_Exercise brief:_
The answer must be a single number: how many lines of the entries below include "other".

_Listed entries:_
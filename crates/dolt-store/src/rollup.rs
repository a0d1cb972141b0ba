//! Atomic rollup commit: parent insert, lineage, lane flips and bindle
//! eviction in one transaction.

use rusqlite::Connection;
use tracing::debug;

use dolt_core::{LaneUpsert, LineageEdge, NewRecord, Record, RecordLevel, SessionId};

use crate::error::StoreError;
use crate::lanes::{LaneRepo, LaneSnapshot};
use crate::lineage::LineageRepo;
use crate::records::RecordRepo;

/// Everything a rollup writes.
#[derive(Clone, Debug)]
pub struct RollupCommit {
    pub parent: NewRecord,
    /// Children in summary order. Each must be active in its lane.
    pub children: Vec<Record>,
    /// Active bindle token budget. Applies only when the parent is a bindle.
    pub bindle_eviction_target_tokens: Option<u64>,
}

#[derive(Clone, Debug)]
pub struct RollupCommitOutcome {
    pub parent: Record,
    /// Deactivated bindles, oldest first.
    pub evicted: Vec<Record>,
    /// Active bindles other than the new parent before eviction ran.
    pub bindles_before_eviction: u64,
    pub lanes_before: LaneSnapshot,
    pub lanes_after: LaneSnapshot,
}

pub(crate) fn commit(conn: &Connection, commit: &RollupCommit) -> Result<RollupCommitOutcome, StoreError> {
    validate(commit)?;
    let session_id = &commit.parent.session_id;
    let lanes_before = LaneRepo::snapshot(conn, session_id)?;

    let parent = RecordRepo::upsert(conn, &commit.parent)?;
    let created_at_ms = parent.created_at_ms;
    for (idx, child) in commit.children.iter().enumerate() {
        let child_index = u32::try_from(idx)
            .map_err(|_| StoreError::InvalidInput(format!("too many children: {idx}")))?;
        LineageRepo::insert(
            conn,
            &LineageEdge {
                parent_pointer: parent.pointer.clone(),
                child_pointer: child.pointer.clone(),
                child_index,
                child_level: child.level,
                created_at_ms,
            },
        )?;
    }

    LaneRepo::upsert(
        conn,
        &LaneUpsert {
            session_id: session_id.clone(),
            session_key: parent.session_key.clone(),
            level: parent.level,
            pointer: parent.pointer.clone(),
            is_active: true,
            last_event_ts_ms: parent.event_ts_ms,
        },
    )?;
    for child in &commit.children {
        LaneRepo::deactivate(conn, session_id, child.level, &child.pointer)?;
    }

    let (bindles_before_eviction, evicted) = match (parent.level, commit.bindle_eviction_target_tokens) {
        (RecordLevel::Bindle, Some(budget)) => evict_bindles(conn, session_id, &parent.pointer, budget)?,
        _ => (0, Vec::new()),
    };

    let lanes_after = LaneRepo::snapshot(conn, session_id)?;
    debug!(
        session_id = %session_id,
        parent = %parent.pointer,
        children = commit.children.len(),
        evicted = evicted.len(),
        "rollup committed"
    );

    Ok(RollupCommitOutcome {
        parent,
        evicted,
        bindles_before_eviction,
        lanes_before,
        lanes_after,
    })
}

fn validate(commit: &RollupCommit) -> Result<(), StoreError> {
    if !commit.parent.level.is_summary() {
        return Err(StoreError::InvalidInput(format!(
            "rollup parent must be a summary, got {}",
            commit.parent.level
        )));
    }
    if commit.children.is_empty() {
        return Err(StoreError::InvalidInput("rollup requires at least one child".into()));
    }
    if let Some(foreign) = commit
        .children
        .iter()
        .find(|c| c.session_id != commit.parent.session_id)
    {
        return Err(StoreError::InvalidInput(format!(
            "child {} belongs to session {}",
            foreign.pointer, foreign.session_id
        )));
    }
    if let Some(bad) = commit.children.iter().find(|c| c.level >= commit.parent.level) {
        return Err(StoreError::InvalidInput(format!(
            "child {} ({}) is not below {}",
            bad.pointer, bad.level, commit.parent.level
        )));
    }
    Ok(())
}

/// Deactivate the oldest bindles other than `keep` until the active bindle
/// token total fits `budget`. The kept bindle is never evicted.
fn evict_bindles(
    conn: &Connection,
    session_id: &SessionId,
    keep: &str,
    budget: u64,
) -> Result<(u64, Vec<Record>), StoreError> {
    let active = LaneRepo::active_records(conn, session_id, RecordLevel::Bindle)?;
    let mut total: u64 = active.iter().map(|r| r.token_count).sum();
    let candidates: Vec<Record> = active.into_iter().filter(|r| r.pointer != keep).collect();
    let before = candidates.len() as u64;

    let mut evicted = Vec::new();
    for candidate in candidates {
        if total <= budget {
            break;
        }
        LaneRepo::deactivate(conn, session_id, RecordLevel::Bindle, &candidate.pointer)?;
        total = total.saturating_sub(candidate.token_count);
        evicted.push(candidate);
    }
    Ok((before, evicted))
}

_Expected answer:_
2